Il faut observer, en même temps, que le Fils de Dieu a volontairement enduré les tentations, que nous envisageons maintenant, et combattu, pour ainsi dire, en combat unique avec le diable, afin que, par sa victoire, il puisse un triomphe pour nous. Chaque fois que nous sommes appelés à rencontrer Satan, rappelons-nous que ses attaques ne peuvent, en aucune autre manière, être soutenues et repoussées, qu'en tendant ce bouclier: car le Fils de Dieu s'est sans doute laissé tenter, afin qu'il soit constamment devant nos esprits, quand Satan excite en nous tout concours de tentations.
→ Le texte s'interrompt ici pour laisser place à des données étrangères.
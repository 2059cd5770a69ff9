//! Core domain logic for Trailgram.
//! This crate is the single source of truth for folder-tree invariants.

pub mod codec;
pub mod config;
pub mod image;
pub mod logging;
pub mod model;
pub mod notify;
pub mod repo;
pub mod service;

pub use codec::{decode_forest, encode_forest, CodecError};
pub use config::StoreConfig;
pub use image::{ImageStore, ImageStoreError, ImageStoreResult, LocalImageStore};
pub use logging::{default_log_level, init_logging, logging_status, LoggingError};
pub use model::coordinate::Coordinate;
pub use model::folder::{Folder, FolderId, ROOT_FOLDER_ID, ROOT_FOLDER_NAME};
pub use model::spot::{MemorySpot, SpotId};
pub use notify::{ChangeNotifier, SubscriptionId};
pub use repo::forest_repo::{
    ForestRepoError, ForestRepoResult, ForestRepository, JsonFileForestRepository,
    MemoryForestRepository,
};
pub use service::folder_store::FolderStore;

/// Minimal health-check API for early integration.
pub fn ping() -> &'static str {
    "pong"
}

/// Returns the core crate version.
pub fn core_version() -> &'static str {
    env!("CARGO_PKG_VERSION")
}

#[cfg(test)]
mod tests {
    use super::{core_version, ping};

    #[test]
    fn ping_returns_pong() {
        assert_eq!(ping(), "pong");
    }

    #[test]
    fn version_is_not_empty() {
        assert!(!core_version().is_empty());
    }
}
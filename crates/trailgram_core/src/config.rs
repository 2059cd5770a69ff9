//! Store configuration.
//!
//! # Responsibility
//! - Resolve where the forest file and image files live.
//! - Carry the default-folder name used when a forest starts empty.
//!
//! # Invariants
//! - `data_dir` is the only directory the store writes into.
//! - Environment overrides are trimmed; blank values fall back to defaults.

use std::path::PathBuf;

/// Default forest file name inside `data_dir`.
pub const DEFAULT_FOREST_FILE_NAME: &str = "folders.json";
/// Name of the folder synthesized when the forest is empty on load.
pub const DEFAULT_FOLDER_NAME: &str = "My Spots";
/// Default image directory name inside `data_dir`.
pub const DEFAULT_IMAGE_DIR_NAME: &str = "images";

/// Environment variable overriding `data_dir`.
pub const DATA_DIR_ENV: &str = "TRAILGRAM_DATA_DIR";
/// Environment variable overriding `forest_file_name`.
pub const FOREST_FILE_ENV: &str = "TRAILGRAM_FOREST_FILE";

/// Filesystem and naming settings for one folder store.
#[derive(Debug, Clone, PartialEq, Eq)]
pub struct StoreConfig {
    pub data_dir: PathBuf,
    pub forest_file_name: String,
    pub default_folder_name: String,
    pub image_dir_name: String,
}

impl StoreConfig {
    pub fn new(data_dir: impl Into<PathBuf>) -> Self {
        Self {
            data_dir: data_dir.into(),
            forest_file_name: DEFAULT_FOREST_FILE_NAME.to_string(),
            default_folder_name: DEFAULT_FOLDER_NAME.to_string(),
            image_dir_name: DEFAULT_IMAGE_DIR_NAME.to_string(),
        }
    }

    /// Builds config from `TRAILGRAM_DATA_DIR` / `TRAILGRAM_FOREST_FILE`.
    ///
    /// Without `TRAILGRAM_DATA_DIR`, data lives in `<temp_dir>/trailgram`.
    pub fn from_env() -> Self {
        let data_dir = non_blank_env(DATA_DIR_ENV)
            .map(PathBuf::from)
            .unwrap_or_else(|| std::env::temp_dir().join("trailgram"));
        let mut config = Self::new(data_dir);
        if let Some(file_name) = non_blank_env(FOREST_FILE_ENV) {
            config.forest_file_name = file_name;
        }
        config
    }

    pub fn forest_path(&self) -> PathBuf {
        self.data_dir.join(&self.forest_file_name)
    }

    pub fn image_dir(&self) -> PathBuf {
        self.data_dir.join(&self.image_dir_name)
    }
}

fn non_blank_env(key: &str) -> Option<String> {
    let raw = std::env::var(key).ok()?;
    let trimmed = raw.trim();
    if trimmed.is_empty() {
        None
    } else {
        Some(trimmed.to_string())
    }
}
Lorsqu'il menait une vie privée chez lui, on ne lit pas qu'il ait été tenté; mais quand il était sur le point de s'acquitter de la fonction de Rédempteur, il entra alors sur le terrain au nom de toute son église. Mais si Christ a été tenté en tant que représentant public de tous les croyants, apprenons que les tentations qui nous arrivent ne sont pas accidentelles, ni réglées par la volonté de Satan, sans la permission de Dieu; mais que l'Esprit de Dieu préside nos concours comme exercice de notre foi. Cela nous aidera à nourrir l’espoir assuré, que Dieu, qui est le juge suprême et le maître du combat, (307) ne sera pas indifférent à notre égard, mais il nous fortifiera contre ces détresses, qu'il voit que nous ne pouvons rencontrer.
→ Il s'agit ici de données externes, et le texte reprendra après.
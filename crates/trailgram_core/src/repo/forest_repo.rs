//! Forest persistence contracts and implementations.
//!
//! # Responsibility
//! - Load and save the whole root-folder sequence as one snapshot.
//! - Keep file layout and codec details inside the repository boundary.
//!
//! # Invariants
//! - `save` overwrites the previous snapshot as a whole; there is no
//!   partial/incremental write.
//! - `load` returns `Ok(None)` when nothing was ever persisted.
//! - File writes go through a sibling temp file and a rename, so a reader
//!   never observes a half-written snapshot.

use crate::codec::{decode_forest, encode_forest, CodecError};
use crate::model::folder::Folder;
use log::{error, info};
use std::cell::{Cell, RefCell};
use std::error::Error;
use std::fmt::{Display, Formatter};
use std::io;
use std::path::{Path, PathBuf};
use std::time::Instant;

/// Result type used by forest repository operations.
pub type ForestRepoResult<T> = Result<T, ForestRepoError>;

/// Errors from forest repository operations.
#[derive(Debug)]
pub enum ForestRepoError {
    /// Filesystem read/write failure.
    Io { path: PathBuf, source: io::Error },
    /// Snapshot bytes could not be encoded or decoded.
    Codec(CodecError),
    /// In-memory repository configured to reject writes.
    WriteRejected,
}

impl Display for ForestRepoError {
    fn fmt(&self, f: &mut Formatter<'_>) -> std::fmt::Result {
        match self {
            Self::Io { path, source } => write!(f, "forest file `{}`: {source}", path.display()),
            Self::Codec(err) => write!(f, "{err}"),
            Self::WriteRejected => write!(f, "forest write rejected"),
        }
    }
}

impl Error for ForestRepoError {
    fn source(&self) -> Option<&(dyn Error + 'static)> {
        match self {
            Self::Io { source, .. } => Some(source),
            Self::Codec(err) => Some(err),
            Self::WriteRejected => None,
        }
    }
}

impl From<CodecError> for ForestRepoError {
    fn from(value: CodecError) -> Self {
        Self::Codec(value)
    }
}

/// Snapshot persistence for the folder forest.
pub trait ForestRepository {
    /// Loads the last saved forest, or `None` when no snapshot exists.
    fn load(&self) -> ForestRepoResult<Option<Vec<Folder>>>;
    /// Replaces the persisted snapshot with `forest`.
    fn save(&self, forest: &[Folder]) -> ForestRepoResult<()>;
}

impl<R: ForestRepository + ?Sized> ForestRepository for &R {
    fn load(&self) -> ForestRepoResult<Option<Vec<Folder>>> {
        (**self).load()
    }

    fn save(&self, forest: &[Folder]) -> ForestRepoResult<()> {
        (**self).save(forest)
    }
}

/// JSON file repository storing the forest in one file.
#[derive(Debug, Clone)]
pub struct JsonFileForestRepository {
    path: PathBuf,
}

impl JsonFileForestRepository {
    pub fn new(path: impl Into<PathBuf>) -> Self {
        Self { path: path.into() }
    }

    fn temp_path(&self) -> PathBuf {
        let mut name = self
            .path
            .file_name()
            .map(|value| value.to_os_string())
            .unwrap_or_default();
        name.push(".tmp");
        self.path.with_file_name(name)
    }

    fn io_error(&self, path: &Path, source: io::Error) -> ForestRepoError {
        ForestRepoError::Io {
            path: path.to_path_buf(),
            source,
        }
    }
}

impl ForestRepository for JsonFileForestRepository {
    fn load(&self) -> ForestRepoResult<Option<Vec<Folder>>> {
        let bytes = match std::fs::read(&self.path) {
            Ok(bytes) => bytes,
            Err(err) if err.kind() == io::ErrorKind::NotFound => return Ok(None),
            Err(err) => return Err(self.io_error(&self.path, err)),
        };
        Ok(Some(decode_forest(&bytes)?))
    }

    fn save(&self, forest: &[Folder]) -> ForestRepoResult<()> {
        let started_at = Instant::now();
        let bytes = encode_forest(forest)?;

        if let Some(parent) = self.path.parent() {
            if !parent.as_os_str().is_empty() {
                std::fs::create_dir_all(parent).map_err(|err| self.io_error(parent, err))?;
            }
        }

        let temp_path = self.temp_path();
        let result = std::fs::write(&temp_path, &bytes)
            .map_err(|err| self.io_error(&temp_path, err))
            .and_then(|()| {
                std::fs::rename(&temp_path, &self.path)
                    .map_err(|err| self.io_error(&self.path, err))
            });

        match &result {
            Ok(()) => info!(
                "event=forest_save module=repo status=ok roots={} bytes={} duration_ms={}",
                forest.len(),
                bytes.len(),
                started_at.elapsed().as_millis()
            ),
            Err(err) => {
                let _ = std::fs::remove_file(&temp_path);
                error!(
                    "event=forest_save module=repo status=error duration_ms={} error={}",
                    started_at.elapsed().as_millis(),
                    err
                );
            }
        }
        result
    }
}

/// In-process repository holding the last saved snapshot.
///
/// Used by tests and by callers that want a store without a file.
#[derive(Debug, Default)]
pub struct MemoryForestRepository {
    snapshot: RefCell<Option<Vec<Folder>>>,
    save_count: Cell<usize>,
    reject_writes: Cell<bool>,
}

impl MemoryForestRepository {
    pub fn new() -> Self {
        Self::default()
    }

    /// Creates a repository that already holds `forest` as its snapshot.
    pub fn with_snapshot(forest: Vec<Folder>) -> Self {
        let repo = Self::default();
        repo.snapshot.replace(Some(forest));
        repo
    }

    /// Last saved snapshot, if any.
    pub fn snapshot(&self) -> Option<Vec<Folder>> {
        self.snapshot.borrow().clone()
    }

    /// Number of successful `save` calls.
    pub fn save_count(&self) -> usize {
        self.save_count.get()
    }

    /// Makes subsequent `save` calls fail with [`ForestRepoError::WriteRejected`].
    pub fn set_reject_writes(&self, reject: bool) {
        self.reject_writes.set(reject);
    }
}

impl ForestRepository for MemoryForestRepository {
    fn load(&self) -> ForestRepoResult<Option<Vec<Folder>>> {
        Ok(self.snapshot.borrow().clone())
    }

    fn save(&self, forest: &[Folder]) -> ForestRepoResult<()> {
        if self.reject_writes.get() {
            return Err(ForestRepoError::WriteRejected);
        }
        self.snapshot.replace(Some(forest.to_vec()));
        self.save_count.set(self.save_count.get() + 1);
        Ok(())
    }
}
Il y a une légère différence apparente dans les paroles de Luc, que Jésus, plein du Saint-Esprit, s'est retiré du Jourdain Ils impliquent, qu'il était alors plus abondamment doté avec la grâce et la puissance de l'Esprit, afin qu'il soit plus fortifié pour les batailles qu'il a dû mener: car ce n'est pas sans une bonne raison que le Saint-Esprit est descendu sur lui sous une forme visible. Il a déjà été dit que la grâce de Dieu brillait en lui d'autant plus que la nécessité de notre salut devenait plus grande. (308) Mais, à première vue, il paraît étrange que le Christ fût soumis aux tentations du diable: car, lorsque la tentation tombe sur les hommes, il doit être toujours dû au péché et à la faiblesse. Je réponds: Premièrement, le Christ a pris sur lui notre infirmité, mais sans péché, (Hébreux 4:15.) Deuxièmement, cela ne porte pas plus atteinte à sa gloire, qu'il ait été exposé aux tentations, que qu'il ait été revêtu de notre chair: car il s'est fait homme à la condition que, avec notre chair, il prenne sur lui nos sentiments. Mais toute la difficulté réside dans le premier point. Comment Christ a-t-il été entouré de notre faiblesse, pour être capable d'être tenté par Satan, tout en étant pur et libre de tout péché? La solution ne sera pas difficile, si nous nous souvenons, que la nature d'Adam, alors qu'elle était encore innocente et reflétait l'éclat de l'image divine, - était sujette à des tentations. Toutes les affections corporelles qui existent chez l'homme sont autant d'occasions que Satan saisit pour le tenter.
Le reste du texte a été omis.